Please show all lines of the records that include "ErrorKind".

BEGIN DATASET EXTRACT

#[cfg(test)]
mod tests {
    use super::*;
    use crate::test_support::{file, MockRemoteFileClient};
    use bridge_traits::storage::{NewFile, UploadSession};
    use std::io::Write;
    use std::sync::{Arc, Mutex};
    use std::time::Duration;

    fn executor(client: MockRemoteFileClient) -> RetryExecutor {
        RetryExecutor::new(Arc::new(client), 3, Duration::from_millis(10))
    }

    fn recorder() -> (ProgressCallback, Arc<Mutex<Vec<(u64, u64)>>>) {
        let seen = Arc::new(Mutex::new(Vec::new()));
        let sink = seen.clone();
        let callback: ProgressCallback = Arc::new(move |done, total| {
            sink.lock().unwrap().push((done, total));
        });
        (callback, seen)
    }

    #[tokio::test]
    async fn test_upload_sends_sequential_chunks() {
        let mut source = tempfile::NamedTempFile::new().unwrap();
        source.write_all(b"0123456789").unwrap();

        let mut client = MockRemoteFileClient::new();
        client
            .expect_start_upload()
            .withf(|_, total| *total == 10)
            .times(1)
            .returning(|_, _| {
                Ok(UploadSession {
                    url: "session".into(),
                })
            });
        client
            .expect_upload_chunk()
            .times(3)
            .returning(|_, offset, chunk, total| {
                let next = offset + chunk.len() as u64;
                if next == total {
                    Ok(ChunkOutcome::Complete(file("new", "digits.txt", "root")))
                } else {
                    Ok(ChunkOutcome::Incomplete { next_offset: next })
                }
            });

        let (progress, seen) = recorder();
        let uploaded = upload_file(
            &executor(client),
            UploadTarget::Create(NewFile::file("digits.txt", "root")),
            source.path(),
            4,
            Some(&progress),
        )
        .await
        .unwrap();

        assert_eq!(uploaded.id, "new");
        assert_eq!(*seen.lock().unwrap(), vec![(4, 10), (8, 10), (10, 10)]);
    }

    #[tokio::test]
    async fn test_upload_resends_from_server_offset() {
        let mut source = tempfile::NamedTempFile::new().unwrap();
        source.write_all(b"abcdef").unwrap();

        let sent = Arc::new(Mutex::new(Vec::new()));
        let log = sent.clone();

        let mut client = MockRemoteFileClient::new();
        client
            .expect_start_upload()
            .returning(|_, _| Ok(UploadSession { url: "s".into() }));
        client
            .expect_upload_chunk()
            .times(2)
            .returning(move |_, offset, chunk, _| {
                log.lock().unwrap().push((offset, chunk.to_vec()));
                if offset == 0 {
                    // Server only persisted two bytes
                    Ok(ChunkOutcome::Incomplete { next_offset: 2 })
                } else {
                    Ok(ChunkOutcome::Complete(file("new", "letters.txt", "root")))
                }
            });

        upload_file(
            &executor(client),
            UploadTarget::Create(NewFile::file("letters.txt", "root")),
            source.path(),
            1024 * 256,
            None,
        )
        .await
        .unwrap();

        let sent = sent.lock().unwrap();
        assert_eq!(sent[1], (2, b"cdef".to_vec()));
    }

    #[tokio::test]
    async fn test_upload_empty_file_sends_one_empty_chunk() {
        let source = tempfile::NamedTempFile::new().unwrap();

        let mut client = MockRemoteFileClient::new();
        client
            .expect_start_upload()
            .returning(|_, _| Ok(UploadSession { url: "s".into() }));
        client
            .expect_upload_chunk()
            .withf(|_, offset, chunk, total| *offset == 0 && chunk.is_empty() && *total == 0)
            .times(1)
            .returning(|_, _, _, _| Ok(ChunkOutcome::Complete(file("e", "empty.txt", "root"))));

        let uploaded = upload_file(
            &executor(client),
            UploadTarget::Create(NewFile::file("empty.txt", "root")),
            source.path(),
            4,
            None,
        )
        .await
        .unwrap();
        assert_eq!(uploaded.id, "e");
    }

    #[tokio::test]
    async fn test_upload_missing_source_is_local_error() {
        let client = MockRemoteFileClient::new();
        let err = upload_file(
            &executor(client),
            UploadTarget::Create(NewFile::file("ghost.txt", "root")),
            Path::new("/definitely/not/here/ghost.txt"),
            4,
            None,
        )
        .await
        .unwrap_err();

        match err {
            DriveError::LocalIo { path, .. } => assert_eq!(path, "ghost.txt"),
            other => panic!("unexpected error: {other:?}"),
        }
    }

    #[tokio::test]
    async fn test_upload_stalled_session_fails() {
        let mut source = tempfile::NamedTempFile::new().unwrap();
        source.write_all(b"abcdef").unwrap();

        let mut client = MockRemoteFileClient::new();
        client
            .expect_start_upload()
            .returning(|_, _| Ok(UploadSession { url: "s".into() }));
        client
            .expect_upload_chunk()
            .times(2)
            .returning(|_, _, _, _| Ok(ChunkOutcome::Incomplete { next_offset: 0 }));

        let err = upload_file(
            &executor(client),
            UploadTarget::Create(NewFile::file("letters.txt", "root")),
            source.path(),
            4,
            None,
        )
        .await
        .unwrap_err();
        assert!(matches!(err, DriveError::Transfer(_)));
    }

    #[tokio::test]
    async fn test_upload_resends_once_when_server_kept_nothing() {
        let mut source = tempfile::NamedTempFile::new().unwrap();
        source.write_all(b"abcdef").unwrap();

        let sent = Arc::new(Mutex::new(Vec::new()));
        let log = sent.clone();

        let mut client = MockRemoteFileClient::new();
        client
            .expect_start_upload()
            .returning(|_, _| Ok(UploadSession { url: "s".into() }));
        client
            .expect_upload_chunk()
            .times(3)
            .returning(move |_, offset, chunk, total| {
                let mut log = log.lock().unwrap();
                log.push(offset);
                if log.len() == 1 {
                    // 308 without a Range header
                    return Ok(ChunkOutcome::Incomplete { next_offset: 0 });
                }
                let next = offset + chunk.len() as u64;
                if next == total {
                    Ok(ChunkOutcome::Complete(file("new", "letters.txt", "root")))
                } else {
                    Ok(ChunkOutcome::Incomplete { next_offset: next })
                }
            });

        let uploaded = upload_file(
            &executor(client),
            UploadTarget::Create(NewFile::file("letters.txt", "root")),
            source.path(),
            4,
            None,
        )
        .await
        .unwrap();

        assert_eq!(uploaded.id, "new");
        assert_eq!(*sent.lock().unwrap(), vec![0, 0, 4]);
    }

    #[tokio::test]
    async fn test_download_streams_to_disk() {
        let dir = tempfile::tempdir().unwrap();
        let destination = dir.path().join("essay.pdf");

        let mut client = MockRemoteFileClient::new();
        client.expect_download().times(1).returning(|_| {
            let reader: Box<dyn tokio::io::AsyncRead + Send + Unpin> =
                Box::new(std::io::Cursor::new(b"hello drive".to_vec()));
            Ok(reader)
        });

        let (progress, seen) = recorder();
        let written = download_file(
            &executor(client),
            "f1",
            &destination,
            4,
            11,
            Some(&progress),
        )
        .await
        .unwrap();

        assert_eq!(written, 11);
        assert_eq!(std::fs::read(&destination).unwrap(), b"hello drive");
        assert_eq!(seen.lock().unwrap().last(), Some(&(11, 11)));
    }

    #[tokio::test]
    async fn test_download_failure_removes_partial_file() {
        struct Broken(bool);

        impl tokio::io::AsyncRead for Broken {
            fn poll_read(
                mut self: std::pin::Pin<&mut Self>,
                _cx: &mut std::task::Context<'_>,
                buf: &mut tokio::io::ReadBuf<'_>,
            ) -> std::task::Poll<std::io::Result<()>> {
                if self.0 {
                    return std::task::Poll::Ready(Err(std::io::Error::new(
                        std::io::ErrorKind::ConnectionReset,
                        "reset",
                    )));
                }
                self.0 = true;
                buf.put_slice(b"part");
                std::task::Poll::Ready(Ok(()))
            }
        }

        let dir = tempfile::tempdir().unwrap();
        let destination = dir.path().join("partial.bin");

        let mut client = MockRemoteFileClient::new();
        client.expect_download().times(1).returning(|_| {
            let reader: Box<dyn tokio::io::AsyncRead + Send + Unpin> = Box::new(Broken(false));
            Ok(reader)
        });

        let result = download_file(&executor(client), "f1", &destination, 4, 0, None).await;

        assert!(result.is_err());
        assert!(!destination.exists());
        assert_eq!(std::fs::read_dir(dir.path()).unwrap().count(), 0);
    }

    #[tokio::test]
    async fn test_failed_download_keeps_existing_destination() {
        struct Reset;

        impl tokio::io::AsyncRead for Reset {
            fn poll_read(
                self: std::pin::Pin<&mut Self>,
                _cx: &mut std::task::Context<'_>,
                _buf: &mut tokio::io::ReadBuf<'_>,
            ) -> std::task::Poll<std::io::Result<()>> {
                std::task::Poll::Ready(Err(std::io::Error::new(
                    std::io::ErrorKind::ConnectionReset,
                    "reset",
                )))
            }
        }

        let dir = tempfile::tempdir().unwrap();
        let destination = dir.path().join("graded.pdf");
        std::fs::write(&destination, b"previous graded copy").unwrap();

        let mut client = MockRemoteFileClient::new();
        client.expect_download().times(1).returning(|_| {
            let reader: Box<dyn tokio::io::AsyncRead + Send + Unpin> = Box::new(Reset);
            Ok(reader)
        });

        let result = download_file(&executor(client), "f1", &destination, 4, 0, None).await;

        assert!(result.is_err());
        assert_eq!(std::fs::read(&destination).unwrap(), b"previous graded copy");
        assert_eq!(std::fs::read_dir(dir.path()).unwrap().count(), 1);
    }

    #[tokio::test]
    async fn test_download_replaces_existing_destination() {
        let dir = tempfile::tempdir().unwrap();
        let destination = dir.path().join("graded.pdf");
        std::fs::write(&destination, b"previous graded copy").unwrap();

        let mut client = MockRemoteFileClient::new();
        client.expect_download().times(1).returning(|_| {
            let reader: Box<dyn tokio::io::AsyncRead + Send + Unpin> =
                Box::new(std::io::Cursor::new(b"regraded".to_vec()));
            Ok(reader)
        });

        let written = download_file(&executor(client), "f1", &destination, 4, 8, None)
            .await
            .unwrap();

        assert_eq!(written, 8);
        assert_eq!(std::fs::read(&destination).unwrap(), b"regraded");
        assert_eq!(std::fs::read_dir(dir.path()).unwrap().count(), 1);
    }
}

END DATASET EXTRACT
BEGIN DATASET EXTRACT

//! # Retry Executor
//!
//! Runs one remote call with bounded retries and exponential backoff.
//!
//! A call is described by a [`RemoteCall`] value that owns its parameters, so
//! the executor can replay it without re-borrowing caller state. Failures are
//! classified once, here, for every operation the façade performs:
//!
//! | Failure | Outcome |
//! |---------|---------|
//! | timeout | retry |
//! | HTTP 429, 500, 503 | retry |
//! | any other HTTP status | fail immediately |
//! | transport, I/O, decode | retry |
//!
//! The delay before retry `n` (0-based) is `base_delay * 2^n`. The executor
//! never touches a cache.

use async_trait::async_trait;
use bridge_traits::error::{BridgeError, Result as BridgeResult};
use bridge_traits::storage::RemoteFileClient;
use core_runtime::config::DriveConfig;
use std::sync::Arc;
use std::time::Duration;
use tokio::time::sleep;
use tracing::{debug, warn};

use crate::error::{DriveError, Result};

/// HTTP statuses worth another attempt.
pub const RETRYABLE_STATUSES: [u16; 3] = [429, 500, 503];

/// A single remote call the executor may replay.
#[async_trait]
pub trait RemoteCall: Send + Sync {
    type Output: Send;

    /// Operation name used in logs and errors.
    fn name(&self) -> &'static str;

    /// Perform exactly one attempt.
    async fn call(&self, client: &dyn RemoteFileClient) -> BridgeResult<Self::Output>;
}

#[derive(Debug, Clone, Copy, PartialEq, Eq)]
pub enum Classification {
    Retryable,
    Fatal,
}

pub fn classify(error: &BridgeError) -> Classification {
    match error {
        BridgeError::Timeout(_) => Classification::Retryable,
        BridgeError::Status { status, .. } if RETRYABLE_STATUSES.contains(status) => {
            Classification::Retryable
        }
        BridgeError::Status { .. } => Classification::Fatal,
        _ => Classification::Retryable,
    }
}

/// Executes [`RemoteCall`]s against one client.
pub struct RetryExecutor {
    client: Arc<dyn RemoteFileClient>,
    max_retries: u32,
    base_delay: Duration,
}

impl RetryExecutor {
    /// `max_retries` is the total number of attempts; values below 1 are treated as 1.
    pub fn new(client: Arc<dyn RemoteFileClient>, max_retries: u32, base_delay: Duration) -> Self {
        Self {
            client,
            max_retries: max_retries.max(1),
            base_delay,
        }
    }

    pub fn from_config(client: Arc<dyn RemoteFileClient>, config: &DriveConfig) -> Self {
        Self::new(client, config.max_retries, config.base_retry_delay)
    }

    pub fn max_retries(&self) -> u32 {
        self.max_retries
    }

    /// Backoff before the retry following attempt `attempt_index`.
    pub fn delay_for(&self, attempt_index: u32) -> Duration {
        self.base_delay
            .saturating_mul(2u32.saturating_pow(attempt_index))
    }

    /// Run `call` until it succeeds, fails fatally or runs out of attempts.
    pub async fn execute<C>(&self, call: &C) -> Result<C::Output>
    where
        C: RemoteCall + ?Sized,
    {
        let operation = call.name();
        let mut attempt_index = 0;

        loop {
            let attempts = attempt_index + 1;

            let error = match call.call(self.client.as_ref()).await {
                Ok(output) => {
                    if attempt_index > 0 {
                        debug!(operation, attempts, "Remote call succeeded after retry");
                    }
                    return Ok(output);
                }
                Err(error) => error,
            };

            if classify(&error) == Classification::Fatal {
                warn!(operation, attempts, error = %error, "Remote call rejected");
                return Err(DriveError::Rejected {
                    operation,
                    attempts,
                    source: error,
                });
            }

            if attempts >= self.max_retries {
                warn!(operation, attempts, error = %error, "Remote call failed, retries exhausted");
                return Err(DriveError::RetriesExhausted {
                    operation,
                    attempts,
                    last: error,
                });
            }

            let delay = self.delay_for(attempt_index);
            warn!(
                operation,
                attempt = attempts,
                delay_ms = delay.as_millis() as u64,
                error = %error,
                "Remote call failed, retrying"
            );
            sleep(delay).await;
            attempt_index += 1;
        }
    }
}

END DATASET EXTRACT

→ ANSWER BOX:
                        std::io::ErrorKind::ConnectionReset,
                    std::io::ErrorKind::ConnectionReset,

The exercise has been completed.